[Collected data entries]
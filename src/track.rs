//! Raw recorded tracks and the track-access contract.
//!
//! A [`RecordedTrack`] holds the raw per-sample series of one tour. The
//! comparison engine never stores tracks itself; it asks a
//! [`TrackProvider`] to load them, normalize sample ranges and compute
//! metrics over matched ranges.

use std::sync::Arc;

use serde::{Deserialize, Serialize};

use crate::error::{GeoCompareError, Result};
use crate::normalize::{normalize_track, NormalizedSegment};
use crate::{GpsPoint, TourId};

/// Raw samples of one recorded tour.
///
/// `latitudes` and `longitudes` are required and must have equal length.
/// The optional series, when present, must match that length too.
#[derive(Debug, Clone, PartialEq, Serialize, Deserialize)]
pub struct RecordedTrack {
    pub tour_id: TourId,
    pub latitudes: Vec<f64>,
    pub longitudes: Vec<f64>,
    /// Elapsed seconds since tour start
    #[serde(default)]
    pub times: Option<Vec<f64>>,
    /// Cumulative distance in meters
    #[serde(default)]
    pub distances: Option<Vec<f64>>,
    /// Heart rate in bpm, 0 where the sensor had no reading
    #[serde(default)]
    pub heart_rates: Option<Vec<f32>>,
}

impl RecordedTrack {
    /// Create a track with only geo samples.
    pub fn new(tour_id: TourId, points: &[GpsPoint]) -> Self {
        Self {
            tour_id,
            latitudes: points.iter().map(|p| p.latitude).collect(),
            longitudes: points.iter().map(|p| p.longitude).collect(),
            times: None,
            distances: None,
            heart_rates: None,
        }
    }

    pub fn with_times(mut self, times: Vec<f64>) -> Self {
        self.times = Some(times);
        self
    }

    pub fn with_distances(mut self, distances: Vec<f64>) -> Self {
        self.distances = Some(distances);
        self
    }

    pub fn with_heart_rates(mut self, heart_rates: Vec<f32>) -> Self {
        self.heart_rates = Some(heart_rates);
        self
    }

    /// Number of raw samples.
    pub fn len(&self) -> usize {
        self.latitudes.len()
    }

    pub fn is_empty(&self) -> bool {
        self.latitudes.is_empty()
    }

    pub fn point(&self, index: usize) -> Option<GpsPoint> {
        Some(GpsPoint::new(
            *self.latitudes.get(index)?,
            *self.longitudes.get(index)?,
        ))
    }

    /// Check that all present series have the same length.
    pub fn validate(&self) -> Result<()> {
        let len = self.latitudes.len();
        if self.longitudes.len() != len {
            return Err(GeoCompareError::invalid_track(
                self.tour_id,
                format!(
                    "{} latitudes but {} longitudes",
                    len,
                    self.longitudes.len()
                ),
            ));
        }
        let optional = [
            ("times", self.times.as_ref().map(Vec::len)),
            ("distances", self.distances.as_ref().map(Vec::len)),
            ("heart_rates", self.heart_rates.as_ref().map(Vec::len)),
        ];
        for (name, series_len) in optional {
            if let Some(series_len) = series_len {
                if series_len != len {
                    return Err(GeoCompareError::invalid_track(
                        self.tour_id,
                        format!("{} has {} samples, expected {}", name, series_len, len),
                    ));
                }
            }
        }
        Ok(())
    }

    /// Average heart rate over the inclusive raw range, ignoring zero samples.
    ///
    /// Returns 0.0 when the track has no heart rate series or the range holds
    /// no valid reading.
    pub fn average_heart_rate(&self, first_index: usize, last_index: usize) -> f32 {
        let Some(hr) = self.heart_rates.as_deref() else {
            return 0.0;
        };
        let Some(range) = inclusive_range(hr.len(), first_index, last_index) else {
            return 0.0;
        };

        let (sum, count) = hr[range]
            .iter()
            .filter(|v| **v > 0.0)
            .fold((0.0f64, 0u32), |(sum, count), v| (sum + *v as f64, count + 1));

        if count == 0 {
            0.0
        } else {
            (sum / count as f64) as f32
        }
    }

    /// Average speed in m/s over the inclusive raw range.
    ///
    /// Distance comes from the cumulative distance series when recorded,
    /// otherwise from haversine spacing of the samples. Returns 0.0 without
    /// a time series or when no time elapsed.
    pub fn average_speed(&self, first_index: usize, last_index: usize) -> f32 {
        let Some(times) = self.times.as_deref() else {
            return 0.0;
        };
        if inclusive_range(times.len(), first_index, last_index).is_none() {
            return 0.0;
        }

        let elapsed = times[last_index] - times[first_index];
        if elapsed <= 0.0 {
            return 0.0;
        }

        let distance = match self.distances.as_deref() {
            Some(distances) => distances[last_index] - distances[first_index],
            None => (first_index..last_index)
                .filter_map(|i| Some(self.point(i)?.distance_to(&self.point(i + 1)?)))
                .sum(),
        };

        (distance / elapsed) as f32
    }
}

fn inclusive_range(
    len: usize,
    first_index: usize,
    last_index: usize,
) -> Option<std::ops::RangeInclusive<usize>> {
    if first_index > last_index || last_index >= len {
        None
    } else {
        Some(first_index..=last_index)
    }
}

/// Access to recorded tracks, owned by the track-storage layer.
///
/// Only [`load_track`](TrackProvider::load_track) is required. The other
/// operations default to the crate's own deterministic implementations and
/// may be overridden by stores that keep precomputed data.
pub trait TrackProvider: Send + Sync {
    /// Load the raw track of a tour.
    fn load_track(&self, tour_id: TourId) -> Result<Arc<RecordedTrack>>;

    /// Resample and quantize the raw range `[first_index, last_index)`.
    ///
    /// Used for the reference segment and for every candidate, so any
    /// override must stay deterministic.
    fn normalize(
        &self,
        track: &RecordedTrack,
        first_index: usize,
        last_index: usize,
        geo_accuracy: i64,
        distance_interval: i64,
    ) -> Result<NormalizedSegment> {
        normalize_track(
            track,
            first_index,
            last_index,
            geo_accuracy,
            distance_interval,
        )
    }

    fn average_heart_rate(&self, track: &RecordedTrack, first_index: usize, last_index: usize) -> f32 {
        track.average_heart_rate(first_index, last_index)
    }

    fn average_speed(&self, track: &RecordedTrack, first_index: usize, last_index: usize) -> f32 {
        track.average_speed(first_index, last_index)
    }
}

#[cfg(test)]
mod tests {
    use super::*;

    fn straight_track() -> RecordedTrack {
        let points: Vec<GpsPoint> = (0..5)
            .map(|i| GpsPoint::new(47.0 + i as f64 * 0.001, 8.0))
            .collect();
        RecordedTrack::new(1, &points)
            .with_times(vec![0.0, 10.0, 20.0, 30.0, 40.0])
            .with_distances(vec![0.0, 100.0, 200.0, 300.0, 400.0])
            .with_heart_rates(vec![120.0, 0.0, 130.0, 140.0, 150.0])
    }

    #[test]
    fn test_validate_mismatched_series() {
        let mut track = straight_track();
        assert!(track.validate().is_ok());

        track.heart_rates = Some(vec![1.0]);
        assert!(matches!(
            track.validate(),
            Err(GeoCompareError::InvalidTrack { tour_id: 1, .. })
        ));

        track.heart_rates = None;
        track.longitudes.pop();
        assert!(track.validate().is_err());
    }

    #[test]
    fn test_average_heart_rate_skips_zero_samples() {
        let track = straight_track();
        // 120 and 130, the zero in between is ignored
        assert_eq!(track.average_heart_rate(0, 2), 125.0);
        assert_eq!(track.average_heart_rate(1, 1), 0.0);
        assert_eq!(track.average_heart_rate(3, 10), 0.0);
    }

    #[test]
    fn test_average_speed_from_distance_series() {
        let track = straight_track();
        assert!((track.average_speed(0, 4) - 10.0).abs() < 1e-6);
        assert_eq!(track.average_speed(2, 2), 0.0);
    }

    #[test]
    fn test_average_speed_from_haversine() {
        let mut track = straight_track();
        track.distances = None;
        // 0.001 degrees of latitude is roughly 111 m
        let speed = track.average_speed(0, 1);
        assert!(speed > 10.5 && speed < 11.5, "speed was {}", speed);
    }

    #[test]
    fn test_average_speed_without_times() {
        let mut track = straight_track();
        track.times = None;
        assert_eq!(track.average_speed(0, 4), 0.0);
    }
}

* * *

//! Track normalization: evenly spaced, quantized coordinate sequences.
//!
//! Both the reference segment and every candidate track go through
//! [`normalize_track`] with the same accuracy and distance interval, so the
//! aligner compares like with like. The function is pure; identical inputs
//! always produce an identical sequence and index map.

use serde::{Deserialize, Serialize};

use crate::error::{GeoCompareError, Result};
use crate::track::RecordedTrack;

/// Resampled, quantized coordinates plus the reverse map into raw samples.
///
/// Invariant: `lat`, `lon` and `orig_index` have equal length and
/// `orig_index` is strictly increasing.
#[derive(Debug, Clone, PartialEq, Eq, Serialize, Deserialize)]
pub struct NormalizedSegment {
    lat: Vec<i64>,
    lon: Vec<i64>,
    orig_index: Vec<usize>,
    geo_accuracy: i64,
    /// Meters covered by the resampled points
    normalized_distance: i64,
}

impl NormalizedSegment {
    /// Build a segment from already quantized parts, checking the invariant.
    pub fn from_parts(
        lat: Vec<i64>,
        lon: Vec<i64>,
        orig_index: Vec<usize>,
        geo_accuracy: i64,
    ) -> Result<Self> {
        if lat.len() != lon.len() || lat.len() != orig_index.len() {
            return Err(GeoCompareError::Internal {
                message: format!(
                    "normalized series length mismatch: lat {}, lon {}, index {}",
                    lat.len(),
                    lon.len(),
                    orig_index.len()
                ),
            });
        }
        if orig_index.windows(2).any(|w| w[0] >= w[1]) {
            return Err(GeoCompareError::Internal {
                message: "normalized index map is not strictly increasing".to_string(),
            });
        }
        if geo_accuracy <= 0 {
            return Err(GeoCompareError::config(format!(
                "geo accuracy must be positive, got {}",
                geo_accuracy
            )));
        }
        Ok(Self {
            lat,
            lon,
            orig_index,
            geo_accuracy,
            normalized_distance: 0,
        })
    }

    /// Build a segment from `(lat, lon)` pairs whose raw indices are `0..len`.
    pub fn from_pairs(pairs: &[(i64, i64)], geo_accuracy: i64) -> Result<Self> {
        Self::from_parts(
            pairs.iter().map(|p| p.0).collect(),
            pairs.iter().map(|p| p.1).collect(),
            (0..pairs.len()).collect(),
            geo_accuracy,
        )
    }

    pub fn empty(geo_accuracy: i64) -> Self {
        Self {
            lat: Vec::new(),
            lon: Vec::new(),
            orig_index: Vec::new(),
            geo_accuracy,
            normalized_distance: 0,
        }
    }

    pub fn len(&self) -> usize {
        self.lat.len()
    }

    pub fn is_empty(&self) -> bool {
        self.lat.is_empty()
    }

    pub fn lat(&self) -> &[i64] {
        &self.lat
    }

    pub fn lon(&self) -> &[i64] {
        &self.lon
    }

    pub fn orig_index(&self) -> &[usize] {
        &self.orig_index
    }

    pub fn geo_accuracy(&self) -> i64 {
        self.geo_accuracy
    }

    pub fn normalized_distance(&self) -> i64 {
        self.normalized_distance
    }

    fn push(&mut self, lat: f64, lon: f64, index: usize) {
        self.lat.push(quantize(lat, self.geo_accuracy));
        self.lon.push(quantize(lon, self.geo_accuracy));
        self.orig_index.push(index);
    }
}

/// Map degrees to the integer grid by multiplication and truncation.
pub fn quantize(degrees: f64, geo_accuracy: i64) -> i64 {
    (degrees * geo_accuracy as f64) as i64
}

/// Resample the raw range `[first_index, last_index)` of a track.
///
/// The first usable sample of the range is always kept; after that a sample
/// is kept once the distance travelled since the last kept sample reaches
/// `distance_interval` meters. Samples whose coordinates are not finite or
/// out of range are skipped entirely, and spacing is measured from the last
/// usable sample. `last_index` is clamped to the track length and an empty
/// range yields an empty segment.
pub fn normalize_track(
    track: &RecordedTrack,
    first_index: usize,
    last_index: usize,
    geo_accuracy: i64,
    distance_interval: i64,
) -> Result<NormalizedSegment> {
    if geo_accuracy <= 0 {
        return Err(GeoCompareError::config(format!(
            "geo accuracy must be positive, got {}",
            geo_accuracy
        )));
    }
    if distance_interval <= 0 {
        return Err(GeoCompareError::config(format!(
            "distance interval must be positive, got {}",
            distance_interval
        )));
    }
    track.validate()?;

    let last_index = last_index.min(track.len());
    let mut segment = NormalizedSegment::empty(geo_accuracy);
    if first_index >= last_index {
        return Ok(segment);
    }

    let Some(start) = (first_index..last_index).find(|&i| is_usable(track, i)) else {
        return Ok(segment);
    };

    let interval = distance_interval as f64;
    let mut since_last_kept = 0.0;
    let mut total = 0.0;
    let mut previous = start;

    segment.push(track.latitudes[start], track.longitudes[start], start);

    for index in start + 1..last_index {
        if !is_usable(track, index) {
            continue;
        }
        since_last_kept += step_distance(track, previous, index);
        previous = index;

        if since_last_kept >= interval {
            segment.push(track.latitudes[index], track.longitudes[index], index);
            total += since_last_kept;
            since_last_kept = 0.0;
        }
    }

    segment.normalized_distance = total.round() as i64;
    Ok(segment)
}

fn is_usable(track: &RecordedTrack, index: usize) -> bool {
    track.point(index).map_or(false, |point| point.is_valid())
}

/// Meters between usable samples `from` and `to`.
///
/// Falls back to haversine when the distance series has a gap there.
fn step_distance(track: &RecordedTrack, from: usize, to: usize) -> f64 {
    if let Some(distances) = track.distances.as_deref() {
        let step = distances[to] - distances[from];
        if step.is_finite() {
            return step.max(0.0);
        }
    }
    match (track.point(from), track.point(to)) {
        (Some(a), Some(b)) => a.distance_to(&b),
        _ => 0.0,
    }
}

...

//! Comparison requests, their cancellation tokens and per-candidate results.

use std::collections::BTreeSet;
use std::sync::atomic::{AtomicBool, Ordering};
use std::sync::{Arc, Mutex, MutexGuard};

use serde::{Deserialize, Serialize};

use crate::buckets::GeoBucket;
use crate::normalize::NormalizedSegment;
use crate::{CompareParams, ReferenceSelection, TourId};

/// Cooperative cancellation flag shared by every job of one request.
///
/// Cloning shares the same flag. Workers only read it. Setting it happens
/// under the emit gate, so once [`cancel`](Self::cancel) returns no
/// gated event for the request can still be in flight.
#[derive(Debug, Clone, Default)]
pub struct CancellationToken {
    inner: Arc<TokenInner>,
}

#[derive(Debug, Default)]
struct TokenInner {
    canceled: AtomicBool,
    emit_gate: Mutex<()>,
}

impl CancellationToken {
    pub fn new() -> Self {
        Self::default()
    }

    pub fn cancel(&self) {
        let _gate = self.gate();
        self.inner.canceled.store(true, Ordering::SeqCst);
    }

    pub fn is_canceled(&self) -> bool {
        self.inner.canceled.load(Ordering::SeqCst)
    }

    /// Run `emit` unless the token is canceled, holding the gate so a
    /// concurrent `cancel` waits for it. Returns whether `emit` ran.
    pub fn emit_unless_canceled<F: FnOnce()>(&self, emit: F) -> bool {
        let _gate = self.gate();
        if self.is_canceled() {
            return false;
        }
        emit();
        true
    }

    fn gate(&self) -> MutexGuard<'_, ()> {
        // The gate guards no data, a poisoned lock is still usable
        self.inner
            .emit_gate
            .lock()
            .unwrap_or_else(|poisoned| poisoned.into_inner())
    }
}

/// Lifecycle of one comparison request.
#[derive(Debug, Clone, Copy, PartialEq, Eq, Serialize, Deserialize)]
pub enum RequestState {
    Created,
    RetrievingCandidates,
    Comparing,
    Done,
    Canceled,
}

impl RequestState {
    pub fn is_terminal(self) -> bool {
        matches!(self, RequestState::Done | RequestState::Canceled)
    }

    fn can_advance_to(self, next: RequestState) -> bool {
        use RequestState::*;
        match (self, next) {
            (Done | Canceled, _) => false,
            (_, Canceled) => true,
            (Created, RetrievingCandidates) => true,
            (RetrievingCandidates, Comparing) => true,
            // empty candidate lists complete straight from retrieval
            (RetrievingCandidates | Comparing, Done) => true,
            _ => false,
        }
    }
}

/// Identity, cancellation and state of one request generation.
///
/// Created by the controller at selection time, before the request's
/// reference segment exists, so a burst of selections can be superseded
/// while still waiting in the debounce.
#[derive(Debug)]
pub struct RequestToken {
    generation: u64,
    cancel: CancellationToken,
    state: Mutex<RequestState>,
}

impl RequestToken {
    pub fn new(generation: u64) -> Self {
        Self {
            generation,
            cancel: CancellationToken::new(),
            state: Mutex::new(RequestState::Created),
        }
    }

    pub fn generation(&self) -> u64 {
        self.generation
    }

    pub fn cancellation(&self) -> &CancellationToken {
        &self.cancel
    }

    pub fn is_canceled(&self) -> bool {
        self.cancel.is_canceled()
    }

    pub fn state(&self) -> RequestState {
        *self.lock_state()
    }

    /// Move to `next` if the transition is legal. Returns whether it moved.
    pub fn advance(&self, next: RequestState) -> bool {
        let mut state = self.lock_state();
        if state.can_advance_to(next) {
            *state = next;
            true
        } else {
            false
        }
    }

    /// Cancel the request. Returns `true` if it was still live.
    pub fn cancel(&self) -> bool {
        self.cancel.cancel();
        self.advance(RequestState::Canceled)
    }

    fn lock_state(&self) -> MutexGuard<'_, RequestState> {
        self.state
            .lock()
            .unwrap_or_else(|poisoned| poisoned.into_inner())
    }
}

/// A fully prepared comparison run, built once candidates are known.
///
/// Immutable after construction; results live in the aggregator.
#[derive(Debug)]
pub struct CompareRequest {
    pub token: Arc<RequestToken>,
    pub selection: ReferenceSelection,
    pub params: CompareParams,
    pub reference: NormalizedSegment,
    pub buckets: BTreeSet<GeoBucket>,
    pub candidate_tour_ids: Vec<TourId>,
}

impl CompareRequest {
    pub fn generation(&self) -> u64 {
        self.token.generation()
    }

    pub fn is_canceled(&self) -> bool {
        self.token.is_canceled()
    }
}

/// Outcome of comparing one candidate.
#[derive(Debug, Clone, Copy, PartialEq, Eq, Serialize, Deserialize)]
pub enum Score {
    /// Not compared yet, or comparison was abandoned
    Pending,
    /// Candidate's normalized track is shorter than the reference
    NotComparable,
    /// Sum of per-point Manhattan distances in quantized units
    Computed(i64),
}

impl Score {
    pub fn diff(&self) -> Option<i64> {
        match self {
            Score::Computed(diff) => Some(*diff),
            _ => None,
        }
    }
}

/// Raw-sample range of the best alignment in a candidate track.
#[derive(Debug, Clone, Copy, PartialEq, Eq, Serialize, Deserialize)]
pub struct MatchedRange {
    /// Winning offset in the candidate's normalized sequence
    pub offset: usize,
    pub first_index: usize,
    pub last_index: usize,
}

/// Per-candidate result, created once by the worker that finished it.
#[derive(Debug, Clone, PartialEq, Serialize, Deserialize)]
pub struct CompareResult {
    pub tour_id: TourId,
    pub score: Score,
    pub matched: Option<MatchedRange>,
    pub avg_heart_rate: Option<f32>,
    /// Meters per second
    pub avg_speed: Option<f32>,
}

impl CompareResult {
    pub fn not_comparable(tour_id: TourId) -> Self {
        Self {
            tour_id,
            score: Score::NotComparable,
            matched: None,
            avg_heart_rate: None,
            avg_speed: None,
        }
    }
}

### ACTIVITY
Looking at the data above, return every line from the one with "assert!(track.validate().is_ok());" down to the one with "track.heart_rates = None;", exactly and inclusively.

### EXERCISE RESULT
        assert!(track.validate().is_ok());

        track.heart_rates = Some(vec![1.0]);
        assert!(matches!(
            track.validate(),
            Err(GeoCompareError::InvalidTrack { tour_id: 1, .. })
        ));

        track.heart_rates = None;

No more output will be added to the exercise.